Di epoche successive sono altre due famiglie: i Rumiano delle quali facevano parte il dottor Biagio Rumiano e “Giuvàn d’Rumian”.
Biagio Rumiano, figlio primogenito del Notaio Carlo Giuseppe Rumiano, si laureò dottore in medicina, chirurgia ed ostetricia nel 1853 e nel 1854 ottenne il diploma per l’esercizio della professione. Come benemerito della salute pubblica venne insignito della “medaglia d’argento dorato” dal Ministero della Sanità. Arruolato volontario nel Corpo sanitario dell’Esercito Sardo Piemontese partì per come medico per la Crimea nel 1855. Nel 1859 partecipò ad alcune battaglie della II^ guerra d’Indipendenza. Tra la seconda e la terza guerra d’Indipendenza il dottor Rumiano, oltre a fare il medico, si dedicò ai suoi studi ed alla ricerca di paleontologia, alle opere benefiche e filantropiche. Partecipò come garibaldino, direttamente al fianco di Garibaldi e del figlio Ricciotti alla terza guerra d’indipendenza e al ritorno fu fregiato della Medaglia dei Valorosi e con il grado di Tenente Medico. Dal 1867 tenne interrottamente la condotta medica del Villar rinunciando sovente ad una parte dello stipendio annuo per devolverlo ad opere filantropiche. Partecipò alla difesa della 3^ Repubblica Francese, portando, come volontario, i soccorsi a Parigi durante il suo assedio nel 1870-71 ed in Bosnia Erzegovina nel 1873. Dotato di una fibra d’acciaio e di animo ardito fu un fiero e provetto alpinista. Scalò il Monte Bianco, il Cervino, il Monviso e le altre punte più eccelse delle Alpi e dei monti della Savoia e della Svizzera. Ricoprì mansioni pubbliche quale sovrintendente scolastico e consigliere comunale. Intraprese viaggi in Oriente e fece costruire una delle più belle ville con parco della Valle di Susa del periodo, l’attuale “Palazzo Perone”. Nel 1899 cessò la sua professione di medico. Alla sua morte, il 12 giugno del 1900, nel suo testamento egli lasciò delle rendite al Circondario di Susa per l’istituzione di borse di studio a favore dei giovani poveri o di ristretta fortuna per il conseguimento di diplomi professionali, al Municipio per la Congregazione di Carità locale per la concessione di sussidi annuali ai poveri, per l’assunzione di una ostetrica con l’obbligo dell’assistenza gratuita alle partorienti povere, per l’attivazione di una condotta veterinaria, per le scuole, le strade, l’acqua ed i boschi del paese. Inoltre lasciò un contributo, il terreno ed il progetto per la costruzione di un Asilo Infantile.

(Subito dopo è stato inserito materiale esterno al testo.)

use crate::core::errors::ExchangeError;
use crate::core::kernel::codec::RpcEnvelope;
use async_trait::async_trait;
use reqwest::{Client, Method, RequestBuilder, Response, StatusCode};
use serde::de::DeserializeOwned;
use serde_json::Value;
use std::time::Duration;
use tokio_retry::strategy::FixedInterval;
use tokio_retry::RetryIf;
use tracing::{instrument, trace};

/// REST client trait for JSON-RPC over HTTP
///
/// Every endpoint is a named method under the base URL (for example
/// `public/get_order_book`). Implementations unwrap the JSON-RPC envelope and
/// return its `result` member, or the remote `error` as [`ExchangeError::ApiError`].
#[async_trait]
pub trait RestClient: Send + Sync {
    /// Call `method` with query parameters
    ///
    /// # Arguments
    /// * `method` - The method path, e.g. `public/ticker`
    /// * `query_params` - Query parameters as key-value pairs
    /// * `bearer` - Access token for private methods
    async fn get(
        &self,
        method: &str,
        query_params: &[(&str, &str)],
        bearer: Option<&str>,
    ) -> Result<Value, ExchangeError>;

    /// Same as [`RestClient::get`] with a strongly-typed result
    async fn get_json<T: DeserializeOwned>(
        &self,
        method: &str,
        query_params: &[(&str, &str)],
        bearer: Option<&str>,
    ) -> Result<T, ExchangeError>;

    /// Call `method` with a JSON body
    async fn post(
        &self,
        method: &str,
        body: &Value,
        bearer: Option<&str>,
    ) -> Result<Value, ExchangeError>;

    /// Same as [`RestClient::post`] with a strongly-typed result
    async fn post_json<T: DeserializeOwned>(
        &self,
        method: &str,
        body: &Value,
        bearer: Option<&str>,
    ) -> Result<T, ExchangeError>;
}

/// Configuration for the REST client
#[derive(Clone, Debug)]
pub struct RestClientConfig {
    /// Base URL for the API, without a trailing method
    pub base_url: String,
    /// Exchange name for logging and tracing
    pub exchange_name: String,
    /// Request timeout in seconds
    pub timeout_seconds: u64,
    /// Extra attempts for idempotent requests that failed transiently
    pub max_retries: usize,
    /// Pause between retries in milliseconds
    pub retry_delay_ms: u64,
    pub user_agent: String,
}

impl RestClientConfig {
    pub fn new(base_url: String, exchange_name: String) -> Self {
        Self {
            base_url,
            exchange_name,
            timeout_seconds: 30,
            max_retries: 2,
            retry_delay_ms: 250,
            user_agent: concat!("deribit-api/", env!("CARGO_PKG_VERSION")).to_string(),
        }
    }

    /// Set the request timeout
    pub fn with_timeout(mut self, timeout_seconds: u64) -> Self {
        self.timeout_seconds = timeout_seconds;
        self
    }

    /// Set the retry budget for GET requests
    pub fn with_max_retries(mut self, max_retries: usize) -> Self {
        self.max_retries = max_retries;
        self
    }

    pub fn with_user_agent(mut self, user_agent: String) -> Self {
        self.user_agent = user_agent;
        self
    }
}

/// Builder for creating REST client instances
pub struct RestClientBuilder {
    config: RestClientConfig,
}

impl RestClientBuilder {
    pub fn new(config: RestClientConfig) -> Self {
        Self { config }
    }

    /// Build the REST client
    pub fn build(self) -> Result<ReqwestRest, ExchangeError> {
        let client = Client::builder()
            .timeout(Duration::from_secs(self.config.timeout_seconds))
            .user_agent(&self.config.user_agent)
            .build()
            .map_err(|e| {
                ExchangeError::Other(format!("Failed to build HTTP client: {}", e))
            })?;

        Ok(ReqwestRest {
            client,
            config: self.config,
        })
    }
}

/// Implementation of `RestClient` using reqwest
#[derive(Clone, Debug)]
pub struct ReqwestRest {
    client: Client,
    config: RestClientConfig,
}

impl ReqwestRest {
    pub fn new(base_url: String, exchange_name: String) -> Result<Self, ExchangeError> {
        RestClientBuilder::new(RestClientConfig::new(base_url, exchange_name)).build()
    }

    pub fn config(&self) -> &RestClientConfig {
        &self.config
    }

    /// Build the full URL for a method
    fn build_url(&self, method: &str) -> String {
        format!(
            "{}/{}",
            self.config.base_url.trim_end_matches('/'),
            method.trim_start_matches('/')
        )
    }

    fn authorize(request: RequestBuilder, bearer: Option<&str>) -> RequestBuilder {
        match bearer {
            Some(token) => request.bearer_auth(token),
            None => request,
        }
    }

    /// Handle the response and extract the envelope result
    #[instrument(skip(self, response), fields(exchange = %self.config.exchange_name, status = %response.status()))]
    async fn handle_response(&self, response: Response) -> Result<Value, ExchangeError> {
        let status = response.status();
        let response_text = response.text().await.map_err(|e| {
            ExchangeError::NetworkError(format!("Failed to read response body: {}", e))
        })?;

        trace!("Response body: {}", response_text);

        decode_envelope(status, &response_text)
    }

    #[instrument(skip(self, query_params, body, bearer), fields(exchange = %self.config.exchange_name, method = %http_method, endpoint = %method))]
    async fn make_request(
        &self,
        http_method: Method,
        method: &str,
        query_params: &[(&str, &str)],
        body: Option<&Value>,
        bearer: Option<&str>,
    ) -> Result<Value, ExchangeError> {
        let url = self.build_url(method);
        let mut request = self.client.request(http_method, &url);

        if !query_params.is_empty() {
            request = request.query(query_params);
        }
        if let Some(body) = body {
            request = request.json(body);
        }
        request = Self::authorize(request, bearer);

        let response = request
            .send()
            .await
            .map_err(|e| ExchangeError::NetworkError(format!("Request failed: {}", e)))?;

        self.handle_response(response).await
    }
}

/// Unwrap a JSON-RPC envelope received over HTTP
///
/// Deribit answers rejected calls with a non-2xx status and an error envelope,
/// so the envelope is inspected before the status code.
pub fn decode_envelope(status: StatusCode, body: &str) -> Result<Value, ExchangeError> {
    match serde_json::from_str::<RpcEnvelope>(body) {
        Ok(envelope) if envelope.error.is_some() || envelope.result.is_some() => {
            envelope.into_result()
        }
        Ok(_) | Err(_) if !status.is_success() => Err(ExchangeError::ApiError {
            code: i64::from(status.as_u16()),
            message: body.to_string(),
        }),
        Ok(_) => Err(ExchangeError::ProtocolError(
            "response carries neither result nor error".to_string(),
        )),
        Err(e) => Err(ExchangeError::DeserializationError(format!(
            "Failed to parse JSON response: {}",
            e
        ))),
    }
}

fn decode_result<T: DeserializeOwned>(value: Value) -> Result<T, ExchangeError> {
    serde_json::from_value(value)
        .map_err(|e| ExchangeError::DeserializationError(format!("Failed to deserialize JSON: {}", e)))
}

#[async_trait]
impl RestClient for ReqwestRest {
    #[instrument(skip(self, query_params, bearer), fields(exchange = %self.config.exchange_name, endpoint = %method, param_count = query_params.len()))]
    async fn get(
        &self,
        method: &str,
        query_params: &[(&str, &str)],
        bearer: Option<&str>,
    ) -> Result<Value, ExchangeError> {
        let strategy = FixedInterval::from_millis(self.config.retry_delay_ms)
            .take(self.config.max_retries);

        RetryIf::spawn(
            strategy,
            || self.make_request(Method::GET, method, query_params, None, bearer),
            |e: &ExchangeError| e.is_retryable(),
        )
        .await
    }

    async fn get_json<T: DeserializeOwned>(
        &self,
        method: &str,
        query_params: &[(&str, &str)],
        bearer: Option<&str>,
    ) -> Result<T, ExchangeError> {
        self.get(method, query_params, bearer)
            .await
            .and_then(decode_result)
    }

    #[instrument(skip(self, body, bearer), fields(exchange = %self.config.exchange_name, endpoint = %method))]
    async fn post(
        &self,
        method: &str,
        body: &Value,
        bearer: Option<&str>,
    ) -> Result<Value, ExchangeError> {
        self.make_request(Method::POST, method, &[], Some(body), bearer)
            .await
    }

    async fn post_json<T: DeserializeOwned>(
        &self,
        method: &str,
        body: &Value,
        bearer: Option<&str>,
    ) -> Result<T, ExchangeError> {
        self.post(method, body, bearer).await.and_then(decode_result)
    }
}
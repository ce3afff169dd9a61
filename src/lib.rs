pub mod core;
pub mod exchanges;

pub use core::{config::DeribitConfig, errors::ExchangeError, kernel::Event};
pub use exchanges::deribit::{
    ConnectionState, DeribitRestClient, DeribitWsClient, EventDispatcher, HandlerId,
};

Sempre appartenente alla famiglia fu Giovanni Rumiano detto “Giouva ‘n d’Rumian”, figlio di Giuseppe Antonio. Egli fu al servizio del re Carlo Alberto a Oporto e quando morì il re egli continuò a prestare servizio presso la Casa Reale come servitore di camera anche del re Vittorio Emanuele II°. Quando lasciò il servizio, in occasione del trasferimento della capitale d’Italia da Firenze a Roma, egli ritornò a Villar Focchiardo e dal 1874 ricoprì diverse volte l’a carica di consigliere comunale e di consigliere della Congregazione di Carità. Fu nominato Cavaliere dell’Ordine della Corona d’Italia dal re Vittorio Emanuele II.
COSA VISITARE
Vero gioiello d’architettura è la Chiesa Parrocchiale, dedicata a Maria Vergine Assunta: costruita negli anni dal 1718 al 1731, merita attenzione per la concezione “d’armoniosa genuinità” che ne hanno ispirato la creazione su probabile disegno della scuola dello Juvarra.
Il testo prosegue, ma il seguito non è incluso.